As I walked into the hospital before sunrise for my rotation in pediatric intensive care, my visible breath in the cold air served as another reminder that winter was here to stay. Winter triggers thoughts of snow, holidays and family. However, for those in medicine, especially in pediatrics, winter and cold weather commonly spark an increase in respiratory illness cases.
As soon as I arrived that morning, a rapid response was called. I ran to a 12-year-old boy who had breathing difficulty. The history of the patient was complicated—he was neurologically devastated from an electrocution accident. At baseline, he needed help with clearing secretions and daily gastric-tube feedings. The respiratory virus he contracted had worsened his symptoms, bringing him to the hospital two days before. That morning, after checking his lines and his active plans, we realized his feeding, which should have lasted several hours, had lasted only one. When we asked who had rushed the feeds, his mother admitted she had thought more nutrition would improve his condition. However, the accelerated nutrition triggered an aspiration event. As the physician team brought the boy to the intensive care unit for additional respiratory support, his mother asked, “Why is he worse? I was just trying to help my son.”

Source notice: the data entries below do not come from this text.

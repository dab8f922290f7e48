//! View descriptors and persisted view state.

use crate::aggregate::Accumulator;
use crate::query::{AggFunc, QueryNode, SetOpKind};
use hashbrown::HashMap;
use vireo_core::{Row, Value};
use vireo_storage::TxnId;

/// A registered view: its name and defining query.
#[derive(Clone, Debug)]
pub struct ViewDescriptor {
    name: String,
    query: QueryNode,
}

impl ViewDescriptor {
    /// Creates a descriptor.
    pub fn new(name: impl Into<String>, query: QueryNode) -> Self {
        ViewDescriptor {
            name: name.into(),
            query,
        }
    }

    /// Returns the view name.
    #[inline]
    pub fn name(&self) -> &str {
        &self.name
    }

    /// Returns the defining query.
    #[inline]
    pub fn query(&self) -> &QueryNode {
        &self.query
    }

    /// Returns the shape of the persisted state this query needs.
    pub fn shape(&self) -> ViewShape {
        match &self.query {
            QueryNode::Aggregate {
                group_by,
                aggregates,
                ..
            } => ViewShape::Grouped {
                group_by: group_by.clone(),
                aggregates: aggregates.clone(),
            },
            QueryNode::Distinct { .. } => ViewShape::Distinct,
            QueryNode::SetOp { op, .. } if *op != SetOpKind::UnionAll => ViewShape::SetOp(*op),
            _ => ViewShape::Plain,
        }
    }
}

/// How a view's contents are stored and folded.
#[derive(Clone, Debug, PartialEq)]
pub enum ViewShape {
    /// A bag of rows with multiplicities.
    Plain,
    /// A set of rows with hidden multiplicities.
    Distinct,
    /// One entry per group with aggregate accumulators.
    Grouped {
        group_by: Vec<usize>,
        aggregates: Vec<AggFunc>,
    },
    /// Rows with one multiplicity per set-operation operand.
    SetOp(SetOpKind),
}

/// Aggregate state for one group.
#[derive(Clone, Debug, PartialEq)]
pub struct GroupState {
    /// Number of input rows in the group.
    pub count: i64,
    /// One accumulator per aggregate, in output order.
    pub accs: Vec<Accumulator>,
}

impl GroupState {
    /// Creates the empty state for a list of aggregates.
    pub fn new(aggregates: &[AggFunc]) -> Self {
        GroupState {
            count: 0,
            accs: aggregates.iter().map(|&f| Accumulator::new(f)).collect(),
        }
    }
}

/// Per-operand multiplicities for a set-operation view.
#[derive(Clone, Copy, Debug, Default, PartialEq, Eq)]
pub struct OperandCounts {
    pub left: i64,
    pub right: i64,
}

/// The stored contents of a view, keyed by row values.
#[derive(Clone, Debug)]
pub enum StateStore {
    Plain {
        rows: HashMap<Vec<Value>, i64>,
    },
    Distinct {
        rows: HashMap<Vec<Value>, i64>,
    },
    Grouped {
        groups: HashMap<Vec<Value>, GroupState>,
    },
    SetOp {
        rows: HashMap<Vec<Value>, OperandCounts>,
    },
}

/// Persisted state of a view, including the maintenance bookkeeping that
/// travels with its contents.
#[derive(Clone, Debug)]
pub struct ViewState {
    populated: bool,
    last_maintained_by: Option<TxnId>,
    store: StateStore,
}

impl ViewState {
    /// Creates the empty, unpopulated state for a descriptor.
    pub fn new(descriptor: &ViewDescriptor) -> Self {
        ViewState {
            populated: false,
            last_maintained_by: None,
            store: empty_store(&descriptor.shape()),
        }
    }

    /// Returns true if the view holds data.
    #[inline]
    pub fn populated(&self) -> bool {
        self.populated
    }

    /// Marks the view populated or not.
    pub fn set_populated(&mut self, populated: bool) {
        self.populated = populated;
    }

    /// Returns the transaction that last maintained this view.
    #[inline]
    pub fn last_maintained_by(&self) -> Option<TxnId> {
        self.last_maintained_by
    }

    /// Records the transaction maintaining this view.
    pub fn set_last_maintained_by(&mut self, txn: TxnId) {
        self.last_maintained_by = Some(txn);
    }

    /// Empties the stored contents, keeping the shape.
    pub fn reset(&mut self, descriptor: &ViewDescriptor) {
        self.store = empty_store(&descriptor.shape());
        self.populated = false;
    }

    pub(crate) fn store_mut(&mut self) -> &mut StateStore {
        &mut self.store
    }

    /// Materializes the view's visible rows, sorted by value for
    /// deterministic output.
    pub fn visible_rows(&self, descriptor: &ViewDescriptor) -> Vec<Row> {
        let mut out: Vec<Vec<Value>> = match &self.store {
            StateStore::Plain { rows } => rows
                .iter()
                .flat_map(|(values, &mult)| {
                    std::iter::repeat_with(|| values.clone()).take(mult.max(0) as usize)
                })
                .collect(),
            StateStore::Distinct { rows } => rows
                .iter()
                .filter(|(_, &mult)| mult > 0)
                .map(|(values, _)| values.clone())
                .collect(),
            StateStore::Grouped { groups } => {
                let mut rows: Vec<Vec<Value>> = groups
                    .iter()
                    .map(|(key, group)| group_output(key, group))
                    .collect();
                // An aggregate without GROUP BY always yields one row.
                if rows.is_empty() {
                    if let ViewShape::Grouped {
                        group_by,
                        aggregates,
                    } = descriptor.shape()
                    {
                        if group_by.is_empty() {
                            rows.push(group_output(&[], &GroupState::new(&aggregates)));
                        }
                    }
                }
                rows
            }
            StateStore::SetOp { rows } => {
                let op = match descriptor.shape() {
                    ViewShape::SetOp(op) => op,
                    _ => SetOpKind::Union,
                };
                rows.iter()
                    .filter(|(_, counts)| set_op_visible(op, counts))
                    .map(|(values, _)| values.clone())
                    .collect()
            }
        };
        out.sort();
        out.into_iter().map(Row::detached).collect()
    }
}

fn empty_store(shape: &ViewShape) -> StateStore {
    match shape {
        ViewShape::Plain => StateStore::Plain {
            rows: HashMap::new(),
        },
        ViewShape::Distinct => StateStore::Distinct {
            rows: HashMap::new(),
        },
        ViewShape::Grouped { .. } => StateStore::Grouped {
            groups: HashMap::new(),
        },
        ViewShape::SetOp(_) => StateStore::SetOp {
            rows: HashMap::new(),
        },
    }
}

fn group_output(key: &[Value], group: &GroupState) -> Vec<Value> {
    let mut values = key.to_vec();
    values.extend(group.accs.iter().map(|acc| acc.output()));
    values
}

fn set_op_visible(op: SetOpKind, counts: &OperandCounts) -> bool {
    match op {
        SetOpKind::Union | SetOpKind::UnionAll => counts.left + counts.right > 0,
        SetOpKind::Intersect => counts.left > 0 && counts.right > 0,
        SetOpKind::Except => counts.left > 0 && counts.right == 0,
    }
}
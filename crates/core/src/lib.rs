//! Vireo Core - core types for the Vireo incremental view maintenance engine.
//!
//! This crate provides the foundational types shared by the storage layer and
//! the maintenance engine:
//!
//! - `DataType`: supported column types
//! - `Value`: runtime values with a total ordering (usable as group keys and
//!   MIN/MAX candidates)
//! - `Row`: a row of values with a unique identifier
//! - `TableDef`: base-table schema definitions
//! - `MaintenanceError`: the error taxonomy for maintenance operations
//!
//! # Example
//!
//! ```rust
//! use vireo_core::{DataType, Row, TableDef, Value};
//!
//! let def = TableDef::builder("users")
//!     .column("id", DataType::Int64)
//!     .column("name", DataType::String)
//!     .build()
//!     .unwrap();
//!
//! let row = Row::new(1, vec![Value::Int64(1), Value::String("Alice".into())]);
//! assert_eq!(def.column_count(), 2);
//! assert_eq!(row.get(1), Some(&Value::String("Alice".into())));
//! ```

mod error;
mod row;
mod schema;
mod types;
mod value;

pub use error::{MaintenanceError, Result};
pub use row::{next_row_id, reserve_row_ids, Row, RowId, DETACHED_ROW_ID};
pub use schema::{ColumnDef, TableDef, TableDefBuilder};
pub use types::DataType;
pub use value::Value;
//! Data type definitions for Vireo.

/// Supported column types.
#[derive(Clone, Copy, Debug, PartialEq, Eq, Hash)]
pub enum DataType {
    /// Boolean type (true/false)
    Boolean,
    /// 32-bit signed integer
    Int32,
    /// 64-bit signed integer
    Int64,
    /// 64-bit floating point number
    Float64,
    /// UTF-8 string
    String,
}

impl DataType {
    /// Returns true if values of this type participate in numeric
    /// aggregation (SUM/AVG).
    pub fn is_numeric(&self) -> bool {
        matches!(self, DataType::Int32 | DataType::Int64 | DataType::Float64)
    }
}
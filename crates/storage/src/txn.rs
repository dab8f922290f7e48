//! Transaction ids and visibility snapshots.

use parking_lot::Mutex;
use std::collections::BTreeSet;
use std::sync::atomic::{AtomicU64, Ordering};

/// Transaction identifier. Ids are allocated monotonically.
pub type TxnId = u64;

/// A point-in-time view of which transactions were in progress.
///
/// A snapshot sees transaction `t` when `t` started before the snapshot was
/// taken and had not been marked in progress at that moment.
#[derive(Clone, Debug)]
pub struct Snapshot {
    xmax: TxnId,
    active: BTreeSet<TxnId>,
}

impl Snapshot {
    /// Returns true if work done by transaction `t` is visible under this
    /// snapshot.
    pub fn sees(&self, t: TxnId) -> bool {
        t < self.xmax && !self.active.contains(&t)
    }

    /// Returns true if transaction `t` was in progress when the snapshot was
    /// taken.
    pub fn is_active(&self, t: TxnId) -> bool {
        self.active.contains(&t)
    }
}

/// Allocates transaction ids and tracks which transactions are in progress.
#[derive(Debug, Default)]
pub struct TxnManager {
    next_id: AtomicU64,
    active: Mutex<BTreeSet<TxnId>>,
}

impl TxnManager {
    /// Creates a new transaction manager.
    pub fn new() -> Self {
        TxnManager {
            next_id: AtomicU64::new(1),
            active: Mutex::new(BTreeSet::new()),
        }
    }

    /// Starts a transaction and returns its id.
    pub fn begin(&self) -> TxnId {
        let id = self.next_id.fetch_add(1, Ordering::SeqCst);
        self.active.lock().insert(id);
        id
    }

    /// Marks a transaction finished, whether committed or aborted.
    pub fn finish(&self, id: TxnId) {
        self.active.lock().remove(&id);
    }

    /// Returns true if the transaction is still in progress.
    pub fn is_in_progress(&self, id: TxnId) -> bool {
        self.active.lock().contains(&id)
    }

    /// Takes a visibility snapshot of the current moment.
    pub fn snapshot(&self) -> Snapshot {
        let active = self.active.lock().clone();
        Snapshot {
            xmax: self.next_id.load(Ordering::SeqCst),
            active,
        }
    }
}

#[cfg(test)]
mod tests {
    use super::*;

    #[test]
    fn test_ids_monotonic() {
        let mgr = TxnManager::new();
        let a = mgr.begin();
        let b = mgr.begin();
        assert!(b > a);
    }

    #[test]
    fn test_snapshot_hides_active() {
        let mgr = TxnManager::new();
        let committed = mgr.begin();
        mgr.finish(committed);
        let running = mgr.begin();

        let snap = mgr.snapshot();
        assert!(snap.sees(committed));
        assert!(!snap.sees(running));
        assert!(snap.is_active(running));
    }

    #[test]
    fn test_snapshot_hides_future() {
        let mgr = TxnManager::new();
        let snap = mgr.snapshot();
        let later = mgr.begin();
        mgr.finish(later);
        assert!(!snap.sees(later));
    }

    #[test]
    fn test_finish_clears_in_progress() {
        let mgr = TxnManager::new();
        let t = mgr.begin();
        assert!(mgr.is_in_progress(t));
        mgr.finish(t);
        assert!(!mgr.is_in_progress(t));
    }
}
//! Portal identity.

use std::fmt;
use std::sync::atomic::{AtomicU64, Ordering};

static NEXT_ID: AtomicU64 = AtomicU64::new(1);

/// Process-unique identity of a portal, stable for its lifetime.
///
/// Endpoints report the id of the remote portal they lead to, which is also
/// the key used by `Neighborhood` and the value stamped into
/// `HeaderKey::ORIGIN`.
#[derive(Debug, Clone, Copy, PartialEq, Eq, Hash, PartialOrd, Ord)]
pub struct PortalId(u64);

impl PortalId {
    /// Allocate a fresh id.
    #[must_use]
    pub fn next() -> Self {
        Self(NEXT_ID.fetch_add(1, Ordering::Relaxed))
    }

    #[must_use]
    pub const fn as_u64(self) -> u64 {
        self.0
    }
}

impl fmt::Display for PortalId {
    fn fmt(&self, f: &mut fmt::Formatter<'_>) -> fmt::Result {
        write!(f, "portal#{}", self.0)
    }
}
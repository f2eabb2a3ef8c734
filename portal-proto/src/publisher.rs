//! PUB protocol
//!
//! Write-only broadcast. A single pump takes each sent message, snapshots the
//! connected SUB peers and hands every one of them a reference concurrently.
//! The local reference is freed only after all hand-offs finished, so a
//! synchronous `send` returns once every subscriber consumed (or dropped) it.

use crate::utils::{broadcast, protocol_signature, register, snapshot, unregister};

use portal_core::endpoint::Endpoint;
use portal_core::neighborhood::Neighborhood;
use portal_core::protocol::{Protocol, ProtocolKind, ProtocolPortal};
use portal_core::task;
use std::sync::Arc;
use tracing::{debug, trace};

/// PUB protocol state.
#[derive(Default)]
pub struct Pub {
    peers: Arc<Neighborhood>,
}

impl Pub {
    pub fn new() -> Self {
        Self::default()
    }

    pub fn peer_count(&self) -> usize {
        self.peers.len()
    }
}

protocol_signature!(Pub, ProtocolKind::Pub);

impl Protocol for Pub {
    fn init(&self, mut portal: ProtocolPortal) {
        portal.close_recv_channel();

        let peers = Arc::clone(&self.peers);
        task::spawn(async move {
            while let Some(msg) = portal.next_outbound().await {
                let targets = snapshot(&peers, None);
                trace!("[PUB] publishing to {} peers", targets.len());
                broadcast(&targets, msg).await;
            }
            debug!("[PUB] publisher stopped");
        });
    }

    fn add_endpoint(&self, endpoint: Endpoint) {
        debug!("[PUB] adding subscriber {}", endpoint.id());
        register(&self.peers, endpoint);
    }

    fn remove_endpoint(&self, endpoint: &Endpoint) {
        debug!("[PUB] removing subscriber {}", endpoint.id());
        unregister(&self.peers, endpoint);
    }
}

The residents worked like a well-oiled machine to reverse the damage in the child’s lungs. They stabilized him on new respiratory settings and replied curtly to his mother. They verbalized their understanding of the mistake, but their frustration overshadowed their empathy. After we left the room, the residents expressed annoyance at handling an “overbearing mother.”
Later, I entered the room to see the child in discomfort, mirroring his mother’s pain. I asked her if she understood what was going on, and she responded, “Only partly. I just want him to know I am sorry, that I tried to help him.” I probed for more information, and as I sat next to her, she shared some of their story.
She explained the devastation her family felt after the electrical shock accident. Her husband was working more than he ever had to cover the medical costs. The family immigrated to the United States from Egypt, hoping that an American life would ease the navigation of medical care for their child. His mother explained that on Saturdays they walked to the beach in Cape May, and that her son always smiled when they got to the sand. She shared how she had learned to communicate with her nonverbal son and how she waited now for any sign that his condition was improving. She knew that she was not a doctor, but she was, after all, his mother.
After speaking to her for some time, I sat down next to the resident from the morning. Without turning her head from her notes, she said, “You got caught in the path of the overbearing behavior, huh?” I disagreed and emphasized my admiration of her relentless strength.
“In pediatrics, we work not only with children but also with adults—the adults who care for the child when the physician is not there.”
That afternoon, I reflected on this conversation. In pediatrics, we work not only with children but also with adults—the adults who care for the child when the physician is not there. It is easy to become jaded if we don’t know the details that make a child or a family happy and unique. It is easy to stigmatize a questioning mother as overbearing or to accuse a caregiver of doing too much or too little.
This mother taught me to remember to appreciate the value and love of a caregiver. She reminded me to ask the questions that take time. She taught me that it is important to remember that taking care of a child is not just about resolving the pathology. I learned we must probe deeper to expose layers of not just the child but also of the family. She brought back all the reasons why I wanted to be a doctor: to listen, to console, to heal, no matter how that may look.
Every day, I saw the worry on the mother’s face wash away as she observed the growing comfort in her son’s eyes. As I look forward to the end of medical school and the start of a career in pediatrics, I will carry the love of this mother in my heart. On days when I see tragedy, and am overwhelmed by the volume of sick patients, I will remind myself to ask, “Can you tell me more?” I will ask because hearing the answer represents the approval of the patient or family to be an additional caregiver for that child. It is also my duty as a lifelong learner, and it is at the heart of being a humanistic physician.